VANCOUVER, British Columbia and WARMINSTER, Pa., Feb. 14, 2018 (GLOBE NEWSWIRE) — Arbutus Biopharma Corporation(Nasdaq:ABUS), an industry-leading Hepatitis B Virus (HBV) therapeutic solutions company, announced today that Arbutus and Roivant entered into an exclusivity agreement (Exclusivity Agreement) providing for a period that expires on March 15, 2018. Pursuant to the Exclusivity Agreement, during this period, Arbutus and Roivant agree to negotiate on an exclusive basis the terms and conditions of a proposal to jointly develop Arbutus’ nucleic acid delivery platform based on its Lipid Nanoparticle (LNP) technology and GalNAc technology (collectively, Delivery Technologies) through a new company that would jointly own, manage, and develop the Delivery Technologies. There are no assurances that Arbutus and Roivant will reach an agreement regarding any such transaction or that any such transaction will be consummated.
Arbutus Biopharma Corporation is a biopharmaceutical company dedicated to discovering, developing and commercializing a cure for patients suffering from chronic HBV infection. For more information, visit www.arbutusbio.com.
Forward Looking Statements
This press release contains forward-looking statements within the meaning of the Section 27A of the Securities Act of 1933 and Section 21E of the Securities Exchange Act of 1934, and forward looking information within the meaning of Canadian securities laws (collectively, “forward-looking statements”). Forward-looking statements in this press release include statements about an exclusivity period with Roivant expiring on March 15, 2018; jointly developing Arbutus’ nucleic acid delivery platform based on its Delivery Technologies through a new company that would jointly own, manage, and develop the Delivery Technologies; and discovering, developing and commercializing a cure for chronic HBV infection.

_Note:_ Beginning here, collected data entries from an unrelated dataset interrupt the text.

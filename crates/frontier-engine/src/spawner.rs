//! Seed actors for a freshly generated world.
//!
//! On first boot the engine registers a handful of actors listed under the
//! `actors` key of `frontier-config.yaml`. They join through the same
//! [`CommandSender::join`] path a connecting client uses, so they appear at
//! the spawn point at the next tick start. A restored world already has its
//! actors and skips this step.

use std::path::Path;

use serde::Deserialize;
use tracing::{info, warn};

use frontier_core::CommandSender;
use frontier_types::{ActorId, Role};

use crate::error::EngineError;

// -----------------------------------------------------------------------
// Configuration
// -----------------------------------------------------------------------

/// One actor to create on first boot.
#[derive(Debug, Clone, PartialEq, Eq, Deserialize)]
pub struct SeedActor {
    /// Display name.
    pub name: String,
    /// Chosen role.
    pub role: Role,
}

/// The `actors` section of the config file.
#[derive(Debug, Clone, Default, PartialEq, Eq, Deserialize)]
pub struct SpawnerConfig {
    /// Actors to create when the world is generated.
    #[serde(default)]
    pub seed: Vec<SeedActor>,
}

/// Load spawner configuration from the config file at `path`.
///
/// A missing file or a file without an `actors` key yields no seed actors.
///
/// # Errors
///
/// Returns [`EngineError::Spawner`] if the file exists but cannot be read
/// or parsed.
pub fn load_spawner_config(path: &Path) -> Result<SpawnerConfig, EngineError> {
    if !path.exists() {
        return Ok(SpawnerConfig::default());
    }
    let contents = std::fs::read_to_string(path).map_err(|e| EngineError::Spawner {
        message: format!("failed to read config file: {e}"),
    })?;
    parse_spawner_config(&contents)
}

fn parse_spawner_config(yaml: &str) -> Result<SpawnerConfig, EngineError> {
    if yaml.trim().is_empty() {
        return Ok(SpawnerConfig::default());
    }
    // Parse the full YAML and extract just the "actors" section.
    let raw: serde_yml::Value = serde_yml::from_str(yaml).map_err(|e| EngineError::Spawner {
        message: format!("failed to parse config YAML: {e}"),
    })?;
    let Some(actors) = raw.get("actors") else {
        return Ok(SpawnerConfig::default());
    };
    serde_yml::from_value(actors.clone()).map_err(|e| EngineError::Spawner {
        message: format!("failed to parse actors config: {e}"),
    })
}

// -----------------------------------------------------------------------
// Spawning
// -----------------------------------------------------------------------

/// Join every seed actor and return the ids that were assigned.
///
/// Stops early if the simulation loop goes away.
pub async fn spawn_seed_actors(sender: &CommandSender, config: &SpawnerConfig) -> Vec<ActorId> {
    let mut ids = Vec::with_capacity(config.seed.len());
    for seed in &config.seed {
        match sender.join(seed.name.clone(), seed.role).await {
            Ok(id) => ids.push(id),
            Err(err) => {
                warn!(name = %seed.name, error = %err, "seed actor not spawned");
                break;
            }
        }
    }
    if !ids.is_empty() {
        info!(count = ids.len(), "seed actors joined");
    }
    ids
}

With respect to the forward-looking statements contained in this press release, Arbutus has made numerous assumptions regarding, among other things: the successful negotiation during the exclusivity period; the continued demand for Arbutus’ assets, including its Delivery Technologies; and the stability of economic and market conditions. While Arbutus considers these assumptions to be reasonable, these assumptions are inherently subject to significant business, economic, competitive, market and social uncertainties and contingencies.
Additionally, there are known and unknown risk factors which could cause Arbutus’ actual results, performance or achievements to be materially different from any future results, performance or achievements expressed or implied by the forward-looking statements contained herein. Known risk factors include, among others: Arbutus and Roivant may not reach an agreement regarding the contemplated transaction or on any such transaction; demand for Arbutus’ assets may lower; economic and market conditions may worsen; and market shifts may require a change in strategic focus.
A more complete discussion of the risks and uncertainties facing Arbutus appears in Arbutus’ Annual Report on Form 10-K and Arbutus’ continuous disclosure filings, which are available at www.sedar.com and at www.sec.gov. All forward-looking statements herein are qualified in their entirety by this cautionary statement, and Arbutus disclaims any obligation to revise or update any such forward-looking statements or to publicly announce the result of any revisions to any of the forward-looking statements contained herein to reflect future results, events or developments, except as required by law.